- [DATA FOR REVIEW]
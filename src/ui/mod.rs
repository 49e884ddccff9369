pub mod app;
pub mod plain;
pub mod terminal;
pub mod view;

use crate::config::{AppConfig, SHORTLIST};
use crate::model::{AppError, Ticker};
use crate::poller::{Poller, Scheduler};
use crate::provider::MarketData;
use app::{Action, App};
use terminal::TerminalGuard;

use crossterm::event::{Event, EventStream};
use futures::StreamExt;
use tokio::sync::mpsc;
use tracing::{info, warn};

/// Tickers offered in the selection list: the exchange's full symbol list
/// when requested, otherwise the built-in shortlist.
pub async fn load_options(provider: &dyn MarketData, config: &AppConfig) -> Vec<Ticker> {
    let shortlist = || -> Vec<Ticker> {
        SHORTLIST.iter().filter_map(|s| Ticker::parse(s)).collect()
    };
    if !config.all_symbols {
        return shortlist();
    }

    match provider.list_symbols(&config.exchange).await {
        Ok(symbols) if !symbols.is_empty() => {
            let mut tickers: Vec<Ticker> = symbols
                .iter()
                .filter_map(|s| Ticker::parse(&s.symbol))
                .collect();
            tickers.sort();
            tickers.dedup();
            info!("Loaded {} symbols for exchange {}", tickers.len(), config.exchange);
            tickers
        }
        Ok(_) => {
            warn!("Exchange {} returned no symbols, using shortlist", config.exchange);
            shortlist()
        }
        Err(e) => {
            warn!("Symbol list fetch failed, using shortlist: {}", e);
            shortlist()
        }
    }
}

/// Terminal dashboard. Every selection change restarts the poller.
pub async fn run(config: &AppConfig, provider: &dyn MarketData, poller: Poller) -> Result<(), AppError> {
    let options = load_options(provider, config).await;
    let mut app = App::new(plain::TITLE, options, config.tickers.clone());

    let (tx, mut rx) = mpsc::channel(16);
    let mut scheduler = Scheduler::new(poller, tx);
    app.begin_session(scheduler.restart(app.selected().to_vec()));

    let mut guard = TerminalGuard::enter()?;
    let mut keys = EventStream::new();

    let result = loop {
        guard.terminal.draw(|f| view::draw(f, &mut app))?;

        tokio::select! {
            key = keys.next() => match key {
                Some(Ok(Event::Key(key))) => match app.handle_key(key) {
                    Action::Quit => break Ok(()),
                    Action::SelectionChanged => {
                        let session = scheduler.restart(app.selected().to_vec());
                        app.begin_session(session);
                    }
                    Action::Refresh => scheduler.refresh(),
                    Action::None => {}
                },
                Some(Ok(_)) => {}
                Some(Err(e)) => break Err(AppError::Terminal(e)),
                None => break Ok(()),
            },
            Some(event) = rx.recv() => {
                app.apply(event);
            }
        }
    };

    scheduler.stop().await;
    drop(guard);
    result
}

- [EXERCISE DIRECTIONS] A word-for-word copy of all the entries above is required.

- [WRITTEN REPLY]
filename src/ui/mod.rs
repository 49e884ddccff9369
pub mod app;
pub mod plain;
pub mod terminal;
pub mod view;

use crate::config::{AppConfig, SHORTLIST};
use crate::model::{AppError, Ticker};
use crate::poller::{Poller, Scheduler};
use crate::provider::MarketData;
use app::{Action, App};
use terminal::TerminalGuard;

use crossterm::event::{Event, EventStream};
use futures::StreamExt;
use tokio::sync::mpsc;
use tracing::{info, warn};

/// Tickers offered in the selection list: the exchange's full symbol list
/// when requested, otherwise the built-in shortlist.
pub async fn load_options(provider: &dyn MarketData, config: &AppConfig) -> Vec<Ticker> {
    let shortlist = || -> Vec<Ticker> {
        SHORTLIST.iter().filter_map(|s| Ticker::parse(s)).collect()
    };
    if !config.all_symbols {
        return shortlist();
    }

    match provider.list_symbols(&config.exchange).await {
        Ok(symbols) if !symbols.is_empty() => {
            let mut tickers: Vec<Ticker> = symbols
                .iter()
                .filter_map(|s| Ticker::parse(&s.symbol))
                .collect();
            tickers.sort();
            tickers.dedup();
            info!("Loaded {} symbols for exchange {}", tickers.len(), config.exchange);
            tickers
        }
        Ok(_) => {
            warn!("Exchange {} returned no symbols, using shortlist", config.exchange);
            shortlist()
        }
        Err(e) => {
            warn!("Symbol list fetch failed, using shortlist: {}", e);
            shortlist()
        }
    }
}

/// Terminal dashboard. Every selection change restarts the poller.
pub async fn run(config: &AppConfig, provider: &dyn MarketData, poller: Poller) -> Result<(), AppError> {
    let options = load_options(provider, config).await;
    let mut app = App::new(plain::TITLE, options, config.tickers.clone());

    let (tx, mut rx) = mpsc::channel(16);
    let mut scheduler = Scheduler::new(poller, tx);
    app.begin_session(scheduler.restart(app.selected().to_vec()));

    let mut guard = TerminalGuard::enter()?;
    let mut keys = EventStream::new();

    let result = loop {
        guard.terminal.draw(|f| view::draw(f, &mut app))?;

        tokio::select! {
            key = keys.next() => match key {
                Some(Ok(Event::Key(key))) => match app.handle_key(key) {
                    Action::Quit => break Ok(()),
                    Action::SelectionChanged => {
                        let session = scheduler.restart(app.selected().to_vec());
                        app.begin_session(session);
                    }
                    Action::Refresh => scheduler.refresh(),
                    Action::None => {}
                },
                Some(Ok(_)) => {}
                Some(Err(e)) => break Err(AppError::Terminal(e)),
                None => break Ok(()),
            },
            Some(event) = rx.recv() => {
                app.apply(event);
            }
        }
    };

    scheduler.stop().await;
    drop(guard);
    result
}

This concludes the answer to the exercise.